What Wheel To Choose: The selection should be determined by function. Rim diameter and rim width are dictated by the load to be carried and clearance for the brake assemblies and suspension. Anything larger is chosen for the sake of style. The current styling trend toward oversized wheels comes with a number of adverse side effects. The wheel rim is the heaviest part of the wheel and the larger the diameter the more material that is required to produce it. The larger diameter also necessitates a larger diameter center section. When the wheel rotates the heavier rim that is farther from the center of the wheel creates more inertia that has an adverse effect on braking. The heavier wheel also increases unsprung weight that adversely effects ride. See: What Tire to Choose.

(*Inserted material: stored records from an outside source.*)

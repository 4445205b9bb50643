//! Packing between byte sequences and MSB-first 64-bit word vectors.
//!
//! Bit `i` of a stream lives in word `i / 64` at bit position `63 - i % 64`.
//! Bytes are taken most significant bit first, so the big-endian bytes of
//! each word are exactly the original bytes in order. Bits past `bit_count`
//! inside the final word are always zero.

/// Number of 64-bit words needed to hold `bit_count` bits.
pub fn word_count(bit_count: u64) -> usize {
    bit_count.div_ceil(64) as usize
}

/// Number of bytes needed to hold `bit_count` bits.
pub fn byte_count(bit_count: u64) -> usize {
    bit_count.div_ceil(8) as usize
}

/// Zero every bit at index `>= bit_count`.
///
/// Only the word containing the boundary is partially masked; any words
/// past it are cleared as well.
pub fn mask_tail(words: &mut [u64], bit_count: u64) {
    let full = word_count(bit_count);
    let valid = (bit_count % 64) as u32;
    if valid != 0 {
        if let Some(last) = words.get_mut(full - 1) {
            *last &= !0u64 << (64 - valid);
        }
    }
    for w in words.iter_mut().skip(full) {
        *w = 0;
    }
}

/// Pack `data` into words. Returns the words and `8 * data.len()`.
pub fn bytes_to_bits(data: &[u8]) -> (Vec<u64>, u64) {
    let bit_count = data.len() as u64 * 8;
    let mut words: Vec<u64> = data
        .chunks(8)
        .map(|chunk| {
            let mut buf = [0u8; 8];
            buf[..chunk.len()].copy_from_slice(chunk);
            u64::from_be_bytes(buf)
        })
        .collect();
    mask_tail(&mut words, bit_count);
    (words, bit_count)
}

/// Unpack the first `bit_count` bits of `words` into bytes.
///
/// The output holds `ceil(bit_count / 8)` bytes; padding bits of the final
/// byte are zero. Words missing from `words` read as zero and any extra
/// words beyond `bit_count` are ignored.
pub fn bits_to_bytes(words: &[u64], bit_count: u64) -> Vec<u8> {
    let len = byte_count(bit_count);
    let mut out: Vec<u8> = (0..len)
        .map(|j| {
            let word = words.get(j / 8).copied().unwrap_or(0);
            word.to_be_bytes()[j % 8]
        })
        .collect();
    let tail = (bit_count % 8) as u32;
    if tail != 0 {
        if let Some(last) = out.last_mut() {
            *last &= 0xFFu8 << (8 - tail);
        }
    }
    out
}
//! Generative seed compression.
//!
//! A file is "compressed" by brute-forcing a 64-bit seed whose xoshiro1024++
//! output, truncated to the file's bit length, reproduces the file exactly.
//! The artifact is just `(seed, bit_count)`; decompression replays the
//! generator. The seed space needed grows as `2^bit_count`, so only inputs
//! of a few bytes are practical, and an unbounded search on a longer input
//! may never finish.
//!
//! Two interchangeable search strategies implement [`SeedSearchBackend`]:
//! [`ThreadedSearch`] partitions seeds across CPU threads by residue class,
//! and [`BatchDispatcher`] walks them in fixed-size batches on a
//! [`BatchDevice`] (OpenCL with the `gpu` feature, or [`HostDevice`]).

pub mod artifact;
pub mod batch;
pub mod bits;
pub mod config;
pub mod cpu;
mod error;
pub mod gpu;
pub mod io_utils;
pub mod progress;
pub mod rng;
pub mod search;

pub use artifact::{reconstruct, Artifact, ARTIFACT_LEN, MAX_BIT_COUNT};
pub use batch::{BatchDevice, BatchDispatcher};
pub use bits::{bits_to_bytes, bytes_to_bits};
pub use config::SearchConfig;
pub use cpu::ThreadedSearch;
pub use error::GscError;
pub use gpu::HostDevice;
#[cfg(feature = "gpu")]
pub use gpu::OpenClDevice;
pub use progress::SearchProgress;
pub use rng::{generate_bits, Xoshiro1024pp};
pub use search::{search, SearchContext, SearchTarget, SeedSearchBackend};

/// Search for a seed reproducing `data` on CPU threads.
pub fn compress(data: &[u8], config: &SearchConfig) -> Result<Option<Artifact>, GscError> {
    let target = SearchTarget::from_bytes(data);
    let mut backend = ThreadedSearch::from_config(config);
    search(&mut backend, &target, config)
}

/// Search for a seed reproducing `data` with batches on `device`.
pub fn compress_batched<D: BatchDevice>(
    data: &[u8],
    device: D,
    config: &SearchConfig,
) -> Result<Option<Artifact>, GscError> {
    let target = SearchTarget::from_bytes(data);
    let mut backend = BatchDispatcher::from_config(device, config);
    search(&mut backend, &target, config)
}

/// Decode an artifact record and regenerate the original bytes.
pub fn decompress(artifact: &[u8]) -> Result<Vec<u8>, GscError> {
    Ok(Artifact::deserialize(artifact)?.reconstruct())
}
use thiserror::Error;

#[derive(Error, Debug)]
pub enum GscError {
    /// Propagated I/O error (missing input, unreadable kernel source, ...).
    #[error("I/O error: {0}")]
    Io(#[from] std::io::Error),

    /// No compute platform or device could be found.
    #[error("device unavailable: {0}")]
    DeviceUnavailable(String),

    /// The device program failed to compile. Carries the compiler log.
    #[error("kernel build failed:\n{0}")]
    KernelBuild(String),

    /// Any other device runtime failure (buffer, enqueue, read-back).
    #[error("device error: {0}")]
    Device(String),

    /// Artifact record that cannot be decoded: truncated, or carrying a
    /// bit count no compressor could have written.
    #[error("corrupt artifact: {0}")]
    CorruptArtifact(String),

    /// Invalid search configuration.
    #[error("config error: {0}")]
    Config(String),
}

#[cfg(feature = "gpu")]
impl From<ocl::Error> for GscError {
    fn from(e: ocl::Error) -> Self {
        GscError::Device(format!("{e}"))
    }
}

Rim Width & Diameter: Rim width is determined by measuring between the bead seating surfaces, not the outside edge of the rim flange. Rim diameter is determined by measuring the inside diameter just inside the bead mounting flange, not the rim flange.

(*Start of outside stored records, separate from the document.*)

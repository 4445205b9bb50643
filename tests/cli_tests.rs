use std::fs;
use std::process::Command;

const EXE: &str = env!("CARGO_BIN_EXE_gsc");

#[test]
fn cli_roundtrip_cpu() {
    let dir = tempfile::tempdir().unwrap();
    let input = dir.path().join("input.dat");
    fs::write(&input, [0xAC]).unwrap();

    let status = Command::new(EXE)
        .args(["compress", input.to_str().unwrap(), "--limit", "1048576", "--quiet"])
        .status()
        .expect("compress failed");
    assert!(status.success());

    let artifact = dir.path().join("input.dat.bin");
    assert_eq!(fs::read(&artifact).unwrap().len(), 16);

    let restored = dir.path().join("restored.dat");
    let status = Command::new(EXE)
        .args([
            "decompress",
            artifact.to_str().unwrap(),
            restored.to_str().unwrap(),
        ])
        .status()
        .expect("decompress failed");
    assert!(status.success());
    assert_eq!(fs::read(restored).unwrap(), vec![0xAC]);
}

#[test]
fn decompress_default_name_strips_suffix() {
    let dir = tempfile::tempdir().unwrap();
    let artifact = dir.path().join("note.bin");
    let mut record = 42u64.to_le_bytes().to_vec();
    record.extend_from_slice(&8u64.to_le_bytes());
    fs::write(&artifact, &record).unwrap();

    for _ in 0..2 {
        let status = Command::new(EXE)
            .args(["decompress", artifact.to_str().unwrap()])
            .status()
            .unwrap();
        assert!(status.success());
        assert_eq!(fs::read(dir.path().join("note")).unwrap(), vec![0xce]);
    }
}

#[test]
fn json_summary_host_batches() {
    let dir = tempfile::tempdir().unwrap();
    let input = dir.path().join("in");
    let artifact = dir.path().join("in.gsc");
    fs::write(&input, [0xAC]).unwrap();

    let out = Command::new(EXE)
        .args([
            "compress-cl",
            input.to_str().unwrap(),
            artifact.to_str().unwrap(),
            "100",
            "--host",
            "--limit",
            "65536",
            "--quiet",
            "--json",
        ])
        .output()
        .unwrap();
    assert!(out.status.success());
    let json: serde_json::Value = serde_json::from_slice(&out.stdout).unwrap();
    assert_eq!(json["seed"], 164);
    assert_eq!(json["bit_count"], 8);
    assert_eq!(json["backend"], "host");
}

#[test]
fn truncated_artifact_error() {
    let dir = tempfile::tempdir().unwrap();
    let input = dir.path().join("bad.bin");
    fs::write(&input, b"baddata").unwrap();
    let out = dir.path().join("out");
    let output = Command::new(EXE)
        .args(["decompress", input.to_str().unwrap(), out.to_str().unwrap()])
        .output()
        .unwrap();
    assert!(!output.status.success());
    let stderr = String::from_utf8_lossy(&output.stderr);
    assert!(stderr.contains("Verify the file is intact"));
    assert!(!out.exists());
}

#[test]
fn oversized_bit_count_artifact_error() {
    let dir = tempfile::tempdir().unwrap();
    let input = dir.path().join("huge.bin");
    let mut record = 1u64.to_le_bytes().to_vec();
    record.extend_from_slice(&(1u64 << 40).to_le_bytes());
    fs::write(&input, record).unwrap();
    let out = dir.path().join("out");
    let output = Command::new(EXE)
        .args(["decompress", input.to_str().unwrap(), out.to_str().unwrap()])
        .output()
        .unwrap();
    assert_eq!(output.status.code(), Some(1));
    let stderr = String::from_utf8_lossy(&output.stderr);
    assert!(stderr.contains("bit count"));
    assert!(stderr.contains("Verify the file is intact"));
    assert!(!out.exists());
}

#[test]
fn missing_input_error() {
    let dir = tempfile::tempdir().unwrap();
    let input = dir.path().join("absent");
    let output = Command::new(EXE)
        .args(["compress", input.to_str().unwrap(), "--quiet"])
        .output()
        .unwrap();
    assert_eq!(output.status.code(), Some(1));
    let stderr = String::from_utf8_lossy(&output.stderr);
    assert!(stderr.contains("Check that the file exists"));
}

#[test]
fn exhausted_limit_fails() {
    let dir = tempfile::tempdir().unwrap();
    let input = dir.path().join("in");
    fs::write(&input, [0xAC]).unwrap();
    let output = Command::new(EXE)
        .args(["compress", input.to_str().unwrap(), "--limit", "100", "--quiet"])
        .output()
        .unwrap();
    assert!(!output.status.success());
    let stderr = String::from_utf8_lossy(&output.stderr);
    assert!(stderr.contains("no seed below 100"));
    assert!(!stderr.contains("Invalid configuration"));
    assert!(!dir.path().join("in.bin").exists());
}

#[cfg(not(feature = "gpu"))]
#[test]
fn device_path_reports_unavailable() {
    let dir = tempfile::tempdir().unwrap();
    let input = dir.path().join("in");
    fs::write(&input, [1]).unwrap();
    let output = Command::new(EXE)
        .args(["compress-cl", input.to_str().unwrap(), "--quiet"])
        .output()
        .unwrap();
    assert_eq!(output.status.code(), Some(2));
    let stderr = String::from_utf8_lossy(&output.stderr);
    assert!(stderr.contains("Install an OpenCL runtime"));
}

Wheel Offset: Offset, sometimes referred to as "back" or "rear spacing", is the measured difference between the wheel’s mounting face where it bolts up to the hub and the centerline of the rim. When the mounting face directly aligns with the wheel’s centerline, the wheel has zero offset. When the back of the bolt pad is closer to the drum side of the wheel it’s called negative offset. When the back of the bolt pad is closer to the street side of the wheel it’s called positive offset.


Measuring Wheel Backspacing: Measure the rear spacing of the wheel, by laying it face down on a flat surface. Then lay a straightedge across the inside edge of the wheel. Measure from the wheel mounting face with a ruler, and record the distance.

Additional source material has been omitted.